━━━ THE RECORDS ━━━
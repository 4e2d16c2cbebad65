//! Rendition resolution: turns a master manifest and a selected rendition id
//! into a synthesized local master playlist plus the ordered list of assets
//! the playlist now references.

use crate::{
    asset::{AssetKind, AssetReference},
    error::{KagamiError, KagamiResult},
    layout::{RunLayout, TrackKind, SESSION_KEY_FILE},
    util::{attr, quoted_attr},
};

/// Outcome of resolving one rendition against a master manifest.
#[derive(Debug, Clone)]
pub struct LocalMaster {
    /// Assets to fetch before the media playlists can be rewritten. Order:
    /// session key (if any), audio playlist (if any), video playlist.
    pub assets: Vec<AssetReference>,
    /// Synthesized master playlist text referencing only local file names.
    pub playlist: String,
}

struct AudioCandidate {
    line: String,
    url: String,
    rate: u32,
}

/// Resolves the stream-info line at ordinal index `selected` together with
/// the presentation-wide session key (first declaration wins) and the
/// highest-bitrate audio group.
///
/// Pure with respect to its inputs: the same manifest and selection always
/// produce byte-identical output.
pub fn build_local_master(
    content: &str,
    selected: usize,
    layout: &RunLayout,
) -> KagamiResult<LocalMaster> {
    let lines: Vec<&str> = content.split('\n').collect();

    let mut session_key: Option<AssetReference> = None;
    let mut audio: Option<AudioCandidate> = None;
    let mut stream: Option<(String, String)> = None;

    for i in 0..lines.len() {
        let line = lines[i];
        if line.starts_with("#EXT-X-SESSION-KEY:") {
            if session_key.is_some() {
                continue;
            }
            let url = quoted_attr(line, "URI=\"")
                .ok_or_else(|| KagamiError::M3u8ParseError(line.to_string()))?;
            session_key = Some(AssetReference {
                kind: AssetKind::Key,
                remote_url: url.to_string(),
                local_path: layout.path(SESSION_KEY_FILE),
                line: line.replace(url, SESSION_KEY_FILE),
            });
        } else if line.starts_with("#EXT-X-MEDIA:TYPE=AUDIO,") {
            let group_id = quoted_attr(line, "GROUP-ID=\"")
                .ok_or_else(|| KagamiError::M3u8ParseError(line.to_string()))?
                .to_lowercase();
            let name = quoted_attr(line, "NAME=\"")
                .ok_or_else(|| KagamiError::M3u8ParseError(line.to_string()))?;
            let url = quoted_attr(line, "URI=\"")
                .ok_or_else(|| KagamiError::M3u8ParseError(line.to_string()))?;

            // A group id that is literally "audio" carries no bitrate; the
            // NAME attribute does instead.
            let rate = parse_bitrate(if group_id == "audio" { name } else { &group_id });
            if audio.as_ref().map_or(true, |kept| rate > kept.rate) {
                let file = TrackKind::Audio.playlist_file();
                audio = Some(AudioCandidate {
                    line: format!(
                        "#EXT-X-MEDIA:TYPE=AUDIO,GROUP-ID=\"audio\",NAME=\"AAC_und_ch2_{rate}kbps\",CHANNELS=\"2\",URI=\"{file}\""
                    ),
                    url: url.to_string(),
                    rate,
                });
            }
        } else if i == selected {
            let bandwidth = attr(line, "BANDWIDTH=")
                .ok_or_else(|| KagamiError::M3u8ParseError(line.to_string()))?;
            let resolution = attr(line, "RESOLUTION=")
                .ok_or_else(|| KagamiError::M3u8ParseError(line.to_string()))?;
            let codecs = quoted_attr(line, "CODECS=\"")
                .ok_or_else(|| KagamiError::M3u8ParseError(line.to_string()))?;
            let url = lines
                .get(i + 1)
                .map(|next| next.trim())
                .filter(|next| !next.is_empty())
                .ok_or(KagamiError::RenditionNotFound(selected))?;

            stream = Some((
                format!(
                    "#EXT-X-STREAM-INF:PROGRAM-ID=1,BANDWIDTH={bandwidth},RESOLUTION={resolution},CODECS=\"{codecs}\""
                ),
                url.to_string(),
            ));
        }
    }

    let Some((mut stream_line, stream_url)) = stream else {
        return Err(KagamiError::RenditionNotFound(selected));
    };

    let mut assets = Vec::new();
    let mut master = vec!["#EXTM3U".to_string(), "#EXT-X-VERSION:4".to_string()];

    if let Some(key) = session_key {
        master.push(key.line.clone());
        assets.push(key);
    }
    if let Some(audio) = audio {
        master.push(audio.line.clone());
        assets.push(AssetReference {
            kind: AssetKind::Audio,
            remote_url: audio.url,
            local_path: layout.path(TrackKind::Audio.playlist_file()),
            line: audio.line,
        });
        stream_line.push_str(",AUDIO=\"audio\"");
    }
    master.push(stream_line.clone());
    master.push(TrackKind::Video.playlist_file().to_string());
    assets.push(AssetReference {
        kind: AssetKind::Video,
        remote_url: stream_url,
        local_path: layout.path(TrackKind::Video.playlist_file()),
        line: stream_line,
    });

    Ok(LocalMaster {
        assets,
        playlist: master.join("\n"),
    })
}

/// Bitrate hidden in an attribute value, e.g. `AAC_192` or `128kbps`.
/// Defaults to 128 when no digits are left after stripping.
fn parse_bitrate(value: &str) -> u32 {
    let digits: String = value.chars().filter(|c| c.is_ascii_digit()).collect();
    digits.parse().unwrap_or(128)
}
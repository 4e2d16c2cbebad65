use std::{num::NonZeroU32, path::PathBuf};

/// Immutable per-run parameters, shared by reference with every stage.
#[derive(Debug, Clone)]
pub struct Config {
    /// Root for temporary files. The run works inside `<root>/<run_id>/`.
    pub root: PathBuf,
    /// Identifier namespacing this run's working directory.
    pub run_id: String,
    /// URL of the remote master playlist.
    pub url: String,
    /// Maximum number of requests in flight at once.
    pub tasks: NonZeroU32,
    /// Emit a line for each request before it starts.
    pub verbose: bool,
    /// Reuse files that are already present instead of fetching them again.
    pub skip: bool,
}

/// Parameters that only a full download run carries.
#[derive(Debug, Clone)]
pub struct DownloadOptions {
    /// Ordinal id of the rendition to mirror, as listed by `extract`.
    pub rendition: usize,
    /// Final output file produced by the muxer.
    pub output: PathBuf,
    /// Arguments inserted between the muxer's input and output.
    pub muxer_args: String,
}
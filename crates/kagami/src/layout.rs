//! Working-directory layout of a run and the deterministic local file names
//! every stage agrees on.

use std::path::{Path, PathBuf};

use crate::error::KagamiResult;

/// Remote master playlist, cached as fetched.
pub const MASTER_PLAYLIST: &str = "master.m3u8";
/// Synthesized master playlist referencing only local file names.
pub const LOCAL_MASTER_PLAYLIST: &str = "tmp_master.m3u8";
/// Local copy of the presentation-wide session key.
pub const SESSION_KEY_FILE: &str = "encrypt_tmp_master.key";

/// One media track of the selected rendition.
#[derive(Debug, Clone, Copy, PartialEq, Eq)]
pub enum TrackKind {
    Video,
    Audio,
}

impl TrackKind {
    fn tag(self) -> char {
        match self {
            TrackKind::Video => 'v',
            TrackKind::Audio => 'a',
        }
    }

    fn extension(self) -> &'static str {
        match self {
            TrackKind::Video => "ts",
            TrackKind::Audio => "aac",
        }
    }

    /// Local name of this track's media playlist.
    pub fn playlist_file(self) -> &'static str {
        match self {
            TrackKind::Video => "tmp_index.m3u8",
            TrackKind::Audio => "tmp_audio.m3u8",
        }
    }

    /// Local name of this track's active encryption key.
    pub fn key_file(self) -> &'static str {
        match self {
            TrackKind::Video => "encrypt_tmp_index.key",
            TrackKind::Audio => "encrypt_tmp_audio.key",
        }
    }
}

/// Local name of the `index`-th segment of a track.
pub fn segment_file(kind: TrackKind, index: usize) -> String {
    format!("seg_{}{}.{}", kind.tag(), index, kind.extension())
}

/// Working directory of a single run, `<root>/<run_id>`.
#[derive(Debug, Clone)]
pub struct RunLayout {
    dir: PathBuf,
}

impl RunLayout {
    pub fn new(root: &Path, run_id: &str) -> Self {
        Self {
            dir: root.join(run_id),
        }
    }

    pub fn dir(&self) -> &Path {
        &self.dir
    }

    pub async fn ensure(&self) -> KagamiResult<()> {
        if !self.dir.exists() {
            tokio::fs::create_dir_all(&self.dir).await?;
        }
        Ok(())
    }

    pub fn path(&self, name: &str) -> PathBuf {
        self.dir.join(name)
    }
}
use std::{num::NonZeroU32, path::PathBuf, time::Duration};

use anyhow::bail;
use clap::Parser;
use fake_user_agent::get_chrome_rua;
use kagami::{Config, DownloadOptions, Pipeline};
use reqwest::{Client, ClientBuilder};

/// FFmpeg helper to download HLS streams faster in asynchronous mode.
#[derive(Parser, Debug, Clone)]
#[clap(version)]
pub struct FfhelperArgs {
    /// Location of temporary files
    #[clap(short, long, default_value = "tmp")]
    path: PathBuf,

    /// Process ID
    #[clap(short, long)]
    id: Option<String>,

    /// Link of master m3u8 file
    #[clap(short, long)]
    url: Option<String>,

    /// Get available video resolutions
    #[clap(short, long)]
    extract: bool,

    /// Download ID
    #[clap(short, long)]
    download: Option<usize>,

    /// Number of simultaneous downloads
    #[clap(short, long, default_value = "5")]
    tasks: NonZeroU32,

    /// FFmpeg arguments
    #[clap(short, long)]
    ffmpeg: Option<String>,

    /// Output file path
    #[clap(short, long)]
    output: Option<PathBuf>,

    /// Show process details
    #[clap(short, long)]
    log: bool,

    /// Do not download if the video already exists
    #[clap(short, long)]
    skip: bool,

    /// Clean up all temporary files
    #[clap(short, long)]
    clear: bool,
}

impl FfhelperArgs {
    fn client(&self) -> Client {
        ClientBuilder::new()
            .user_agent(get_chrome_rua())
            .timeout(Duration::from_secs(60))
            .build()
            .unwrap()
    }

    fn config(&self) -> anyhow::Result<Config> {
        let Some(run_id) = self.id.clone() else {
            bail!("No process id defined.");
        };
        let Some(url) = self.url.clone() else {
            bail!("No url defined.");
        };

        Ok(Config {
            root: self.path.clone(),
            run_id,
            url,
            tasks: self.tasks,
            verbose: self.log,
            skip: self.skip,
        })
    }

    fn download_options(&self, rendition: usize) -> anyhow::Result<DownloadOptions> {
        let Some(output) = self.output.clone() else {
            bail!("No output file defined.");
        };
        let muxer_args = match self.ffmpeg.clone() {
            Some(args) => args,
            None => {
                log::warn!("No FFmpeg argument. Using the default configuration.");
                "-c copy".to_string()
            }
        };

        Ok(DownloadOptions {
            rendition,
            output,
            muxer_args,
        })
    }
}

#[tokio::main]
async fn main() -> anyhow::Result<()> {
    let args = FfhelperArgs::parse();

    pretty_env_logger::formatted_builder()
        .filter_level(if args.log {
            log::LevelFilter::Debug
        } else {
            log::LevelFilter::Info
        })
        .init();

    if args.clear {
        kagami::pipeline::clear(&args.path).await?;
        return Ok(());
    }

    let pipeline = Pipeline::new(args.config()?, args.client());

    if args.extract {
        let renditions = pipeline.extract().await?;
        println!("{:<6} {:<14} {:<10}", "ID", "Resolution", "Bandwidth");
        for rendition in renditions {
            println!(
                "{:<6} {:<14} {:<10}",
                rendition.id, rendition.resolution, rendition.bandwidth
            );
        }
    } else if let Some(rendition) = args.download {
        let options = args.download_options(rendition)?;
        pipeline.download(&options).await?;
    } else {
        bail!("Nothing to do. Pass --extract, --download or --clear.");
    }

    Ok(())
}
━━━
**EXERCISE DIRECTIONS**
Please return all lines in the material above that include the word "usize".

**TASK ANSWER**
    selected: usize,
    pub rendition: usize,
pub fn segment_file(kind: TrackKind, index: usize) -> String {
    download: Option<usize>,
    fn download_options(&self, rendition: usize) -> anyhow::Result<DownloadOptions> {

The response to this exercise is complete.